-- Given records follows --

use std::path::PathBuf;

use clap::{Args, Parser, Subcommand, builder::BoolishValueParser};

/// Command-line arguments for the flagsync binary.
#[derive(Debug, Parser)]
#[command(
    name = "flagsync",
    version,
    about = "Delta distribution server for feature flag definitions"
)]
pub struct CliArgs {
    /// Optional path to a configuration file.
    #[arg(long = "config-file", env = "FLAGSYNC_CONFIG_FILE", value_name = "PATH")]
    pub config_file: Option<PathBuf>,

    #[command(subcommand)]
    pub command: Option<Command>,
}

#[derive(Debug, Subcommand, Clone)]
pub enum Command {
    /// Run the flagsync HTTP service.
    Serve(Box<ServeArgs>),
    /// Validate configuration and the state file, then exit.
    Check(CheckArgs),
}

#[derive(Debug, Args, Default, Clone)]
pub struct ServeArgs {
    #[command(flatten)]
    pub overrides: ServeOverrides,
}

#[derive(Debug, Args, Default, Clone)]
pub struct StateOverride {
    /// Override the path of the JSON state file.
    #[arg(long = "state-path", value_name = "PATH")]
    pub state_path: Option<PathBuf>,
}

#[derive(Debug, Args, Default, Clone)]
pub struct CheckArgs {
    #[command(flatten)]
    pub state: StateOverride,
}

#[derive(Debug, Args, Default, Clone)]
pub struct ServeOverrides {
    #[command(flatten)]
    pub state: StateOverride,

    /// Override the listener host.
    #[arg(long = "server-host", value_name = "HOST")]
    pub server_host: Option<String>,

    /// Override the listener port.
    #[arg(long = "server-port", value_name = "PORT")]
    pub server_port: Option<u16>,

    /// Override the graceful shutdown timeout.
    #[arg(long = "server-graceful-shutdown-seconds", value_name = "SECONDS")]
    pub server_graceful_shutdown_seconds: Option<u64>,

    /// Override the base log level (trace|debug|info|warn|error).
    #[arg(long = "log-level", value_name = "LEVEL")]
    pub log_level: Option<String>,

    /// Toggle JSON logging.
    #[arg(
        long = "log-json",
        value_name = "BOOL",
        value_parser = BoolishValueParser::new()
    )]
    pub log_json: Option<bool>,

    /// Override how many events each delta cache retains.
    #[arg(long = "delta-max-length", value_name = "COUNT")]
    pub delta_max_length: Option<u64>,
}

-- Given records concluded --
-- Given records follows --

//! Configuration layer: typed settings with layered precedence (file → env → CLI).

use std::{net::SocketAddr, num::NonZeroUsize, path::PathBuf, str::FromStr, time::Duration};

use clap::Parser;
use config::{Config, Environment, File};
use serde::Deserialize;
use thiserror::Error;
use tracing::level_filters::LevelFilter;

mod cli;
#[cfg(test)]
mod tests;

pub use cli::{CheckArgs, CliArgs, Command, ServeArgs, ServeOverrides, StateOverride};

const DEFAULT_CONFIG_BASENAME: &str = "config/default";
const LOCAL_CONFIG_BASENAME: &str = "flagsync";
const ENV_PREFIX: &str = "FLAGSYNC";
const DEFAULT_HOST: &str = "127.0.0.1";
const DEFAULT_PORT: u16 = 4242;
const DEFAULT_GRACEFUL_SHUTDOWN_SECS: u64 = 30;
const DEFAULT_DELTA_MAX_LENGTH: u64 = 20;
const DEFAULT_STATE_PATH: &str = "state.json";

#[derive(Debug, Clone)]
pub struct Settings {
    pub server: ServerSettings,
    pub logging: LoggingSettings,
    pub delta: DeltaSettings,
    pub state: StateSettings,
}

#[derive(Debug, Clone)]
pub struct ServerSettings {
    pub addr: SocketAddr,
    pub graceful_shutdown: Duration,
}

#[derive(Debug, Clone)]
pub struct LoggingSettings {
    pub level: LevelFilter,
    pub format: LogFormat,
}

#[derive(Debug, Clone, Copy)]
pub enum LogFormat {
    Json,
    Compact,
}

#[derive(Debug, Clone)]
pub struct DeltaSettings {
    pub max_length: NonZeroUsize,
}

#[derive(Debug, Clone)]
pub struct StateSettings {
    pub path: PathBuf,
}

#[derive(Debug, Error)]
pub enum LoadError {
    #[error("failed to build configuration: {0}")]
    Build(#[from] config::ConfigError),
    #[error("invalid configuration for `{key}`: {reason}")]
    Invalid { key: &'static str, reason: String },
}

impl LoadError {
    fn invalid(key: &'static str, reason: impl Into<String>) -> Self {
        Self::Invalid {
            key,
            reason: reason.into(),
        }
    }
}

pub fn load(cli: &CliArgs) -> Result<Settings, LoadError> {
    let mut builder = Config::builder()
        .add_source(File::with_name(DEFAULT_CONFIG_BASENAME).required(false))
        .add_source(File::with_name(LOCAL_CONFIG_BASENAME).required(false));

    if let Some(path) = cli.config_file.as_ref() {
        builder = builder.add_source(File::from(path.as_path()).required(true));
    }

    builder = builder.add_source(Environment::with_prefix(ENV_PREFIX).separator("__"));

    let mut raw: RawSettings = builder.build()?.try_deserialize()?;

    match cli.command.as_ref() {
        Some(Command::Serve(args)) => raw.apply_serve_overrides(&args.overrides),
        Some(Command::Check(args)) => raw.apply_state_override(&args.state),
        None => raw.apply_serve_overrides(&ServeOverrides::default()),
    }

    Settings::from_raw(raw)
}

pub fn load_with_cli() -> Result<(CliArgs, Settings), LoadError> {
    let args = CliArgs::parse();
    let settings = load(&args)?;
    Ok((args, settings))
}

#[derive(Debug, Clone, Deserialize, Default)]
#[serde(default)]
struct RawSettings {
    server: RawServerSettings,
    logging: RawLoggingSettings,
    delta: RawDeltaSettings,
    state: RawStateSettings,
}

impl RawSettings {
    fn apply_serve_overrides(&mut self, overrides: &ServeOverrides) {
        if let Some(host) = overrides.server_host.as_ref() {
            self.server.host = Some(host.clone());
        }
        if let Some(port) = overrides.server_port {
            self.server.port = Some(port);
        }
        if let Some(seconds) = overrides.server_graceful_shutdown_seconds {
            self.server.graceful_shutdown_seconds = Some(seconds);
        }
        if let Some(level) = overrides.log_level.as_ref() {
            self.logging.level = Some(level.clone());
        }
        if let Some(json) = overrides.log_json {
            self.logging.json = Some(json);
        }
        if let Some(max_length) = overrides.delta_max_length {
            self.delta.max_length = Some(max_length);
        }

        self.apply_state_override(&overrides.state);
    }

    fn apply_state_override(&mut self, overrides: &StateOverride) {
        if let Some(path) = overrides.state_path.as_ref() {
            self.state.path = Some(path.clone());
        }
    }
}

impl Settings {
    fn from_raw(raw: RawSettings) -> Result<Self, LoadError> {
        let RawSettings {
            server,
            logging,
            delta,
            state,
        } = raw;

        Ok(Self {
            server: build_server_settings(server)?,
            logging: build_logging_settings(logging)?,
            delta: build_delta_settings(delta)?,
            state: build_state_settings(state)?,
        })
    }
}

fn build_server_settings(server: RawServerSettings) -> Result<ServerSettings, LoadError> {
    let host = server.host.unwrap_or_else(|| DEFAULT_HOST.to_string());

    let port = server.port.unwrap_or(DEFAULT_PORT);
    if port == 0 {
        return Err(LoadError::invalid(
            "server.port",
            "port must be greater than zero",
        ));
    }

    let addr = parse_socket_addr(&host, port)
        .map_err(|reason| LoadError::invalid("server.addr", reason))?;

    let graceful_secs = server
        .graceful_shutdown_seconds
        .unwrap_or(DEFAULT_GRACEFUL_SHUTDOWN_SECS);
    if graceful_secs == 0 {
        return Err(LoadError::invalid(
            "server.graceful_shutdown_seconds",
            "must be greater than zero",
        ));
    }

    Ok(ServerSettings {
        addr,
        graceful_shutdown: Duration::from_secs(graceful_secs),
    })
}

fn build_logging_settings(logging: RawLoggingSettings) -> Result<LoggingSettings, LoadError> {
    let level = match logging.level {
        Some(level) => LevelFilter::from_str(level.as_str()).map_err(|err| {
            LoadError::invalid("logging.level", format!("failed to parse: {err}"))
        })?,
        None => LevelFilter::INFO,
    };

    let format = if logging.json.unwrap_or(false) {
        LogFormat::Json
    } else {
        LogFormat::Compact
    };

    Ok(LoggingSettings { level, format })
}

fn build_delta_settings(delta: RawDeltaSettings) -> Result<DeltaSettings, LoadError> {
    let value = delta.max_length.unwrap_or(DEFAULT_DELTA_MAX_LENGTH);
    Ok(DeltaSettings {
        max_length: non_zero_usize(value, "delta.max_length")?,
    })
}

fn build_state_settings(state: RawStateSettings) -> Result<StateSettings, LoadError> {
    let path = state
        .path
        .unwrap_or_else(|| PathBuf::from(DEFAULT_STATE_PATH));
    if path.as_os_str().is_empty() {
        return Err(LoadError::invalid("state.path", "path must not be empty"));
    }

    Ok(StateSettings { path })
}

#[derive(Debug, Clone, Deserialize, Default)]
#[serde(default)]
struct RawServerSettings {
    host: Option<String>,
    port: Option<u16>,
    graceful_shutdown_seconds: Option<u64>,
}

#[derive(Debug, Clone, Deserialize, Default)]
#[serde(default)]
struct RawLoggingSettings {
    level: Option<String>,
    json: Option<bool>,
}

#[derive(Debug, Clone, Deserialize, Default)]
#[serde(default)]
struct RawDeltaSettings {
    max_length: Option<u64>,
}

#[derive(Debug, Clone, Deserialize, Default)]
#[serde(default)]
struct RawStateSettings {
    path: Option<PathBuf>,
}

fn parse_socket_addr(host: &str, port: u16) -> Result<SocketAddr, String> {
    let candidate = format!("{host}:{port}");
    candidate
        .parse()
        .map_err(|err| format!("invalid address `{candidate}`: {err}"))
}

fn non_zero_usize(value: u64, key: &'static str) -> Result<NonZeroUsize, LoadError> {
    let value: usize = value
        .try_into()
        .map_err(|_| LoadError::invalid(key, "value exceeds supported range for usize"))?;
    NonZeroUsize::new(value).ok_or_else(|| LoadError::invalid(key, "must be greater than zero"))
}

-- Given records concluded --

What the exercise asks: For this exercise, please output exactly the lines above starting at the line with "pub struct CliArgs" and ending at the line with "the listener host.", ends included.

Written response:
pub struct CliArgs {
    /// Optional path to a configuration file.
    #[arg(long = "config-file", env = "FLAGSYNC_CONFIG_FILE", value_name = "PATH")]
    pub config_file: Option<PathBuf>,

    #[command(subcommand)]
    pub command: Option<Command>,
}

#[derive(Debug, Subcommand, Clone)]
pub enum Command {
    /// Run the flagsync HTTP service.
    Serve(Box<ServeArgs>),
    /// Validate configuration and the state file, then exit.
    Check(CheckArgs),
}

#[derive(Debug, Args, Default, Clone)]
pub struct ServeArgs {
    #[command(flatten)]
    pub overrides: ServeOverrides,
}

#[derive(Debug, Args, Default, Clone)]
pub struct StateOverride {
    /// Override the path of the JSON state file.
    #[arg(long = "state-path", value_name = "PATH")]
    pub state_path: Option<PathBuf>,
}

#[derive(Debug, Args, Default, Clone)]
pub struct CheckArgs {
    #[command(flatten)]
    pub state: StateOverride,
}

#[derive(Debug, Args, Default, Clone)]
pub struct ServeOverrides {
    #[command(flatten)]
    pub state: StateOverride,

    /// Override the listener host.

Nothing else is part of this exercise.